Pré-eclâmpsia Sobreposta: Diagnóstico e Sinais Fetais

USP/HCRP - Hospital das Clínicas de Ribeirão Preto (SP) — Prova 2024

Enunciado

Paciente de 35 anos, G2P1 (PC), tempo de amenorreia de 31 semanas, encontra-se no ambulatório de gestação de alto risco em seguimento por Hipertensão Arterial Crônica em uso de metildopa 250mg de 6 em 6h. Nega cefaleia, turvação visual e epigastralgia. Nega sangramento ou outras queixas clínicas e obstétricas. Traz curva pressórica com média de PAS de 160mmHg e média de PAD de 105mmHg. Exame físico: bom estado geral, corada, afebril, com PA: 160x100mmHg, pulso de 82bpm. US obstétrico: feto único, longitudinal cefálico com dorso a esquerda; PBF 8/8; Peso fetal estimado: 1210g no percentil 1. Doppler artéria umbilical com índice de pulsatilidade (IP) de 1,32 no Percentil 98 e Doppler da artéria cerebral média com IP 1,90 valor no Percentil 47. Qual é o diagnóstico mais provável?

Alternativas

  1. A) Hipertensão arterial crônica com pré-eclampsia sobreposta.
  2. B) Hipertensão arterial crônica com crise hipertensiva.
  3. C) Pré-eclampsia com sofrimento fetal agudo.
  4. D) Pré-eclampsia com sinais de gravidade.

Pérola Clínica

HAS crônica + gestação > 20 sem + proteinúria OU disfunção órgão-alvo OU RCIU → Pré-eclâmpsia sobreposta.

Resumo-Chave

A paciente tem Hipertensão Arterial Crônica e desenvolveu proteinúria (implícita pela pré-eclâmpsia sobreposta) e sinais de disfunção placentária/fetal (RCIU grave - P1, Doppler umbilical alterado). Isso configura o diagnóstico de pré-eclâmpsia sobreposta, mesmo sem os sintomas clássicos de gravidade materna.

Contexto Educacional

A Hipertensão Arterial Crônica (HAC) na gestação é definida como hipertensão presente antes da gravidez ou diagnosticada antes de 20 semanas de gestação, ou que persiste por mais de 12 semanas pós-parto. Uma das complicações mais sérias da HAC na gravidez é o desenvolvimento de pré-eclâmpsia sobreposta, que ocorre em 15-25% dessas pacientes e está associada a piores desfechos maternos e perinatais. O diagnóstico de pré-eclâmpsia sobreposta é feito quando uma gestante com HAC desenvolve proteinúria nova (ou piora da preexistente) após 20 semanas, ou apresenta sinais de disfunção de órgão-alvo (renal, hepática, hematológica, neurológica) ou restrição de crescimento intrauterino (RCIU). No caso apresentado, a paciente tem HAC e RCIU grave (peso fetal no percentil 1) com Doppler de artéria umbilical alterado (IP no percentil 98), indicando insuficiência placentária, mesmo na ausência de sintomas maternos de gravidade. O manejo da pré-eclâmpsia sobreposta exige monitoramento rigoroso materno e fetal. A avaliação fetal inclui ultrassonografia seriada para crescimento, perfil biofísico e Doppler. O Doppler da artéria umbilical elevado e a relação cerebroplacentária alterada são indicadores de sofrimento fetal crônico e risco de hipóxia. O tratamento visa controlar a pressão arterial, prevenir complicações e otimizar o momento do parto, que frequentemente ocorre antes do termo devido ao risco materno-fetal.

Perguntas Frequentes

Quais são os critérios diagnósticos para pré-eclâmpsia sobreposta?
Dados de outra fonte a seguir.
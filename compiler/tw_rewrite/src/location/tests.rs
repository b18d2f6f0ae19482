use proptest::prelude::*;
use tw_ir::TokenKind;

use super::*;

fn token(kind: TokenKind, content: &str, start: SourceLocation) -> Token {
    Token::new(kind, content, start)
}

#[test]
fn skip_accumulates_content() {
    let mut tracker = ValueStartTracker::new(SourceLocation::new(6, 0, 6));
    tracker.skip(&token(TokenKind::Whitespace, " ", SourceLocation::ZERO));
    tracker.skip(&token(TokenKind::Text, "disabled", SourceLocation::ZERO));
    assert_eq!(tracker.location(), SourceLocation::new(15, 0, 15));
}

#[test]
fn skip_over_newline_moves_to_next_line() {
    let mut tracker = ValueStartTracker::new(SourceLocation::new(6, 0, 6));
    tracker.skip(&token(TokenKind::NewLine, "\n", SourceLocation::ZERO));
    tracker.skip(&token(TokenKind::Whitespace, "    ", SourceLocation::ZERO));
    assert_eq!(tracker.location(), SourceLocation::new(11, 1, 4));
}

#[test]
fn resume_after_uses_token_location() {
    let mut tracker = ValueStartTracker::new(SourceLocation::ZERO);
    tracker.skip(&token(TokenKind::Text, "ignored", SourceLocation::ZERO));
    tracker.resume_after(&token(TokenKind::DoubleQuote, "\"", SourceLocation::new(40, 3, 12)));
    assert_eq!(tracker.location(), SourceLocation::new(41, 3, 13));
}

proptest! {
    #[test]
    fn skipping_tokens_matches_advancing_over_their_text(
        parts in prop::collection::vec("[a-z]{1,5}|[ ]{1,3}|\n", 0..10)
    ) {
        let start = SourceLocation::new(3, 1, 3);
        let mut tracker = ValueStartTracker::new(start);
        for part in &parts {
            tracker.skip(&token(TokenKind::Text, part, SourceLocation::ZERO));
        }
        prop_assert_eq!(tracker.location(), start.advance(&parts.concat()));
    }
}
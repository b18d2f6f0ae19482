//! Tag helper descriptors.
//!
//! Supplied by the descriptor registry for the tag being rewritten. Only
//! attribute names and their expected type names matter to the rewriter.

/// Fully qualified name of the string type. Attributes bound to any other
/// type have their values treated as code.
pub const STRING_TYPE_NAME: &str = "System.String";

/// A tag helper that applies to a tag name.
#[derive(Clone, Eq, PartialEq, Hash, Debug)]
pub struct TagHelperDescriptor {
    pub tag_name: String,
    /// Fully qualified name of the tag helper type.
    pub type_name: String,
    pub attributes: Vec<AttributeDescriptor>,
}

impl TagHelperDescriptor {
    pub fn new(
        tag_name: impl Into<String>,
        type_name: impl Into<String>,
        attributes: Vec<AttributeDescriptor>,
    ) -> Self {
        TagHelperDescriptor {
            tag_name: tag_name.into(),
            type_name: type_name.into(),
            attributes,
        }
    }
}

/// An attribute a tag helper binds to one of its properties.
#[derive(Clone, Eq, PartialEq, Hash, Debug)]
pub struct AttributeDescriptor {
    /// Attribute name as written in markup. Matched case-insensitively.
    pub name: String,
    /// Fully qualified name of the property type.
    pub type_name: String,
}

impl AttributeDescriptor {
    pub fn new(name: impl Into<String>, type_name: impl Into<String>) -> Self {
        AttributeDescriptor {
            name: name.into(),
            type_name: type_name.into(),
        }
    }
}

/// Whether `type_name` names the string type.
#[inline]
pub fn is_string_type(type_name: &str) -> bool {
    type_name == STRING_TYPE_NAME
}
Pré-eclâmpsia sobreposta é diagnosticada em gestantes com hipertensão arterial crônica que desenvolvem proteinúria nova ou piora da proteinúria preexistente, ou que apresentam sinais de disfunção de órgão-alvo ou restrição de crescimento fetal após 20 semanas de gestação.

Como o Doppler da artéria umbilical e cerebral média auxilia no diagnóstico e manejo da pré-eclâmpsia?

O Doppler da artéria umbilical com IP elevado (P98) indica aumento da resistência placentária, enquanto o Doppler da artéria cerebral média com IP normal (P47) em um feto com RCIU sugere redistribuição de fluxo, ambos indicativos de comprometimento fetal e insuficiência placentária.

Qual a importância da restrição de crescimento intrauterino (RCIU) no contexto da pré-eclâmpsia sobreposta?

A RCIU, especialmente quando grave (percentil < 3 ou < 10 com Doppler alterado), é um sinal de disfunção placentária e um critério para o diagnóstico de pré-eclâmpsia sobreposta, indicando risco aumentado de morbimortalidade perinatal.